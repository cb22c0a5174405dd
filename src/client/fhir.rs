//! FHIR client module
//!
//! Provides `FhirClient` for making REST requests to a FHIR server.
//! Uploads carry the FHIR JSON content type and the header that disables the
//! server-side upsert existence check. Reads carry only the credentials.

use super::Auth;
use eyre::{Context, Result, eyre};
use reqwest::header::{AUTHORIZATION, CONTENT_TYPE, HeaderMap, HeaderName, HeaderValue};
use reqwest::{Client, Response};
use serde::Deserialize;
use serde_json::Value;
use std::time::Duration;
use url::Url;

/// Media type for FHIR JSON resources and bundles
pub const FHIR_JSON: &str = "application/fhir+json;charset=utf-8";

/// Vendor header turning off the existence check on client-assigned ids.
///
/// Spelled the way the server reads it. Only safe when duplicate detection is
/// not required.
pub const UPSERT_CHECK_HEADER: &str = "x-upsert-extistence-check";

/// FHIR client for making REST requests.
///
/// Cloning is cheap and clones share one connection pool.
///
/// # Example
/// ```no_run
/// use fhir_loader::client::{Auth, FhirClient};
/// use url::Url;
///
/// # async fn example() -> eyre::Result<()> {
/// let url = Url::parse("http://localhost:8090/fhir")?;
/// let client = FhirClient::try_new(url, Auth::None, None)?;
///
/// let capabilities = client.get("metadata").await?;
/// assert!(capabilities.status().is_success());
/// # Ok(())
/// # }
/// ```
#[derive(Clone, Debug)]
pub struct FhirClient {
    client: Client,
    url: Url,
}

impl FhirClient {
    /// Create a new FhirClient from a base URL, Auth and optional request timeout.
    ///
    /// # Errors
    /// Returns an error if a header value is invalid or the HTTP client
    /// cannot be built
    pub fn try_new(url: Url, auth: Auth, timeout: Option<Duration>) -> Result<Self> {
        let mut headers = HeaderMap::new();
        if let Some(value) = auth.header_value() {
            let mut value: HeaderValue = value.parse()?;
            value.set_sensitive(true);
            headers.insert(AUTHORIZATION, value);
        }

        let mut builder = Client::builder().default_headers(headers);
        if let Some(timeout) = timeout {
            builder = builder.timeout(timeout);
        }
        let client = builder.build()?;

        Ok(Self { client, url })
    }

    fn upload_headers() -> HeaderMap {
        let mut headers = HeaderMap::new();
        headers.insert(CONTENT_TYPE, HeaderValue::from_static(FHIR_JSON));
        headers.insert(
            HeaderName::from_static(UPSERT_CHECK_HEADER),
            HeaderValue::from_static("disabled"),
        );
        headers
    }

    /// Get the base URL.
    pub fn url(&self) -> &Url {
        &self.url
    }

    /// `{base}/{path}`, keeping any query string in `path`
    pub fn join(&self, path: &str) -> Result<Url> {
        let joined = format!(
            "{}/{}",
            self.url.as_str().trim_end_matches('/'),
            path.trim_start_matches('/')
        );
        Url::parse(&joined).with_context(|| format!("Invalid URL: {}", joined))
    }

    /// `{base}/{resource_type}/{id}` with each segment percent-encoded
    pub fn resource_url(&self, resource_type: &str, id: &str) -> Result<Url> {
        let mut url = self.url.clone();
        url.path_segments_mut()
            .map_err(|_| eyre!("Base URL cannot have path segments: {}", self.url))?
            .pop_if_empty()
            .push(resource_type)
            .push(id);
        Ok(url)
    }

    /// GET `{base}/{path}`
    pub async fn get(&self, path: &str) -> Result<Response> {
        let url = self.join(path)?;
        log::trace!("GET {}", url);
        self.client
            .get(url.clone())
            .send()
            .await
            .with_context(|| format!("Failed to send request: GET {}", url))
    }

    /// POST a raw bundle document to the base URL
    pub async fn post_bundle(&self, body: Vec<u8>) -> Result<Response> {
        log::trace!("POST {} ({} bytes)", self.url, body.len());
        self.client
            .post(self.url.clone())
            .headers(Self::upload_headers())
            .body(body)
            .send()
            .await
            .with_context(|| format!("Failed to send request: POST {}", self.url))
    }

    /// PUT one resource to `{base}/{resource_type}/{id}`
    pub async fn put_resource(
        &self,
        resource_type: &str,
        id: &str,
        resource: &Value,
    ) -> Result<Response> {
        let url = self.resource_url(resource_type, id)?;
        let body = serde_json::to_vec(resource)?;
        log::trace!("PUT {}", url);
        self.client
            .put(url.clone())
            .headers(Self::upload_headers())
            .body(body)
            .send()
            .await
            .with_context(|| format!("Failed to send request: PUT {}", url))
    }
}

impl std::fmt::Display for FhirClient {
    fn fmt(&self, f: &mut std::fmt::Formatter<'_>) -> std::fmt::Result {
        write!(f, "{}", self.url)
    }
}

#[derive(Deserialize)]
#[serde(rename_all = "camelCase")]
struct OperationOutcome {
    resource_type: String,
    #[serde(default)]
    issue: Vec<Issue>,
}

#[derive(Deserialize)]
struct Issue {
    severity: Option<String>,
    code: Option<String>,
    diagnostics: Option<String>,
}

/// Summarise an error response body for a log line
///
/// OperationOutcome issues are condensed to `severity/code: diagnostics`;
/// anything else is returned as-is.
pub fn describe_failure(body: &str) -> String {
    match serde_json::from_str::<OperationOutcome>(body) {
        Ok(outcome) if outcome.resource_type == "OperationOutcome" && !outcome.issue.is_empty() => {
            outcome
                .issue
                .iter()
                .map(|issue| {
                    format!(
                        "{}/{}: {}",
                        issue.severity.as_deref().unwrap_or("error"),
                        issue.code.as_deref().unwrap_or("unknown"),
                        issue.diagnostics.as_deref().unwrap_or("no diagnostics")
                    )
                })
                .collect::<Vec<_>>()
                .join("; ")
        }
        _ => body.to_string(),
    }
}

YOUR OBJECTIVE » Recopy the entries above exactly, with every line included.

RESPONSE BELOW »
repository cb22c0a5174405dd
filename src/client/fhir.rs
//! FHIR client module
//!
//! Provides `FhirClient` for making REST requests to a FHIR server.
//! Uploads carry the FHIR JSON content type and the header that disables the
//! server-side upsert existence check. Reads carry only the credentials.

use super::Auth;
use eyre::{Context, Result, eyre};
use reqwest::header::{AUTHORIZATION, CONTENT_TYPE, HeaderMap, HeaderName, HeaderValue};
use reqwest::{Client, Response};
use serde::Deserialize;
use serde_json::Value;
use std::time::Duration;
use url::Url;

/// Media type for FHIR JSON resources and bundles
pub const FHIR_JSON: &str = "application/fhir+json;charset=utf-8";

/// Vendor header turning off the existence check on client-assigned ids.
///
/// Spelled the way the server reads it. Only safe when duplicate detection is
/// not required.
pub const UPSERT_CHECK_HEADER: &str = "x-upsert-extistence-check";

/// FHIR client for making REST requests.
///
/// Cloning is cheap and clones share one connection pool.
///
/// # Example
/// ```no_run
/// use fhir_loader::client::{Auth, FhirClient};
/// use url::Url;
///
/// # async fn example() -> eyre::Result<()> {
/// let url = Url::parse("http://localhost:8090/fhir")?;
/// let client = FhirClient::try_new(url, Auth::None, None)?;
///
/// let capabilities = client.get("metadata").await?;
/// assert!(capabilities.status().is_success());
/// # Ok(())
/// # }
/// ```
#[derive(Clone, Debug)]
pub struct FhirClient {
    client: Client,
    url: Url,
}

impl FhirClient {
    /// Create a new FhirClient from a base URL, Auth and optional request timeout.
    ///
    /// # Errors
    /// Returns an error if a header value is invalid or the HTTP client
    /// cannot be built
    pub fn try_new(url: Url, auth: Auth, timeout: Option<Duration>) -> Result<Self> {
        let mut headers = HeaderMap::new();
        if let Some(value) = auth.header_value() {
            let mut value: HeaderValue = value.parse()?;
            value.set_sensitive(true);
            headers.insert(AUTHORIZATION, value);
        }

        let mut builder = Client::builder().default_headers(headers);
        if let Some(timeout) = timeout {
            builder = builder.timeout(timeout);
        }
        let client = builder.build()?;

        Ok(Self { client, url })
    }

    fn upload_headers() -> HeaderMap {
        let mut headers = HeaderMap::new();
        headers.insert(CONTENT_TYPE, HeaderValue::from_static(FHIR_JSON));
        headers.insert(
            HeaderName::from_static(UPSERT_CHECK_HEADER),
            HeaderValue::from_static("disabled"),
        );
        headers
    }

    /// Get the base URL.
    pub fn url(&self) -> &Url {
        &self.url
    }

    /// `{base}/{path}`, keeping any query string in `path`
    pub fn join(&self, path: &str) -> Result<Url> {
        let joined = format!(
            "{}/{}",
            self.url.as_str().trim_end_matches('/'),
            path.trim_start_matches('/')
        );
        Url::parse(&joined).with_context(|| format!("Invalid URL: {}", joined))
    }

    /// `{base}/{resource_type}/{id}` with each segment percent-encoded
    pub fn resource_url(&self, resource_type: &str, id: &str) -> Result<Url> {
        let mut url = self.url.clone();
        url.path_segments_mut()
            .map_err(|_| eyre!("Base URL cannot have path segments: {}", self.url))?
            .pop_if_empty()
            .push(resource_type)
            .push(id);
        Ok(url)
    }

    /// GET `{base}/{path}`
    pub async fn get(&self, path: &str) -> Result<Response> {
        let url = self.join(path)?;
        log::trace!("GET {}", url);
        self.client
            .get(url.clone())
            .send()
            .await
            .with_context(|| format!("Failed to send request: GET {}", url))
    }

    /// POST a raw bundle document to the base URL
    pub async fn post_bundle(&self, body: Vec<u8>) -> Result<Response> {
        log::trace!("POST {} ({} bytes)", self.url, body.len());
        self.client
            .post(self.url.clone())
            .headers(Self::upload_headers())
            .body(body)
            .send()
            .await
            .with_context(|| format!("Failed to send request: POST {}", self.url))
    }

    /// PUT one resource to `{base}/{resource_type}/{id}`
    pub async fn put_resource(
        &self,
        resource_type: &str,
        id: &str,
        resource: &Value,
    ) -> Result<Response> {
        let url = self.resource_url(resource_type, id)?;
        let body = serde_json::to_vec(resource)?;
        log::trace!("PUT {}", url);
        self.client
            .put(url.clone())
            .headers(Self::upload_headers())
            .body(body)
            .send()
            .await
            .with_context(|| format!("Failed to send request: PUT {}", url))
    }
}

impl std::fmt::Display for FhirClient {
    fn fmt(&self, f: &mut std::fmt::Formatter<'_>) -> std::fmt::Result {
        write!(f, "{}", self.url)
    }
}

#[derive(Deserialize)]
#[serde(rename_all = "camelCase")]
struct OperationOutcome {
    resource_type: String,
    #[serde(default)]
    issue: Vec<Issue>,
}

#[derive(Deserialize)]
struct Issue {
    severity: Option<String>,
    code: Option<String>,
    diagnostics: Option<String>,
}

/// Summarise an error response body for a log line
///
/// OperationOutcome issues are condensed to `severity/code: diagnostics`;
/// anything else is returned as-is.
pub fn describe_failure(body: &str) -> String {
    match serde_json::from_str::<OperationOutcome>(body) {
        Ok(outcome) if outcome.resource_type == "OperationOutcome" && !outcome.issue.is_empty() => {
            outcome
                .issue
                .iter()
                .map(|issue| {
                    format!(
                        "{}/{}: {}",
                        issue.severity.as_deref().unwrap_or("error"),
                        issue.code.as_deref().unwrap_or("unknown"),
                        issue.diagnostics.as_deref().unwrap_or("no diagnostics")
                    )
                })
                .collect::<Vec<_>>()
                .join("; ")
        }
        _ => body.to_string(),
    }
}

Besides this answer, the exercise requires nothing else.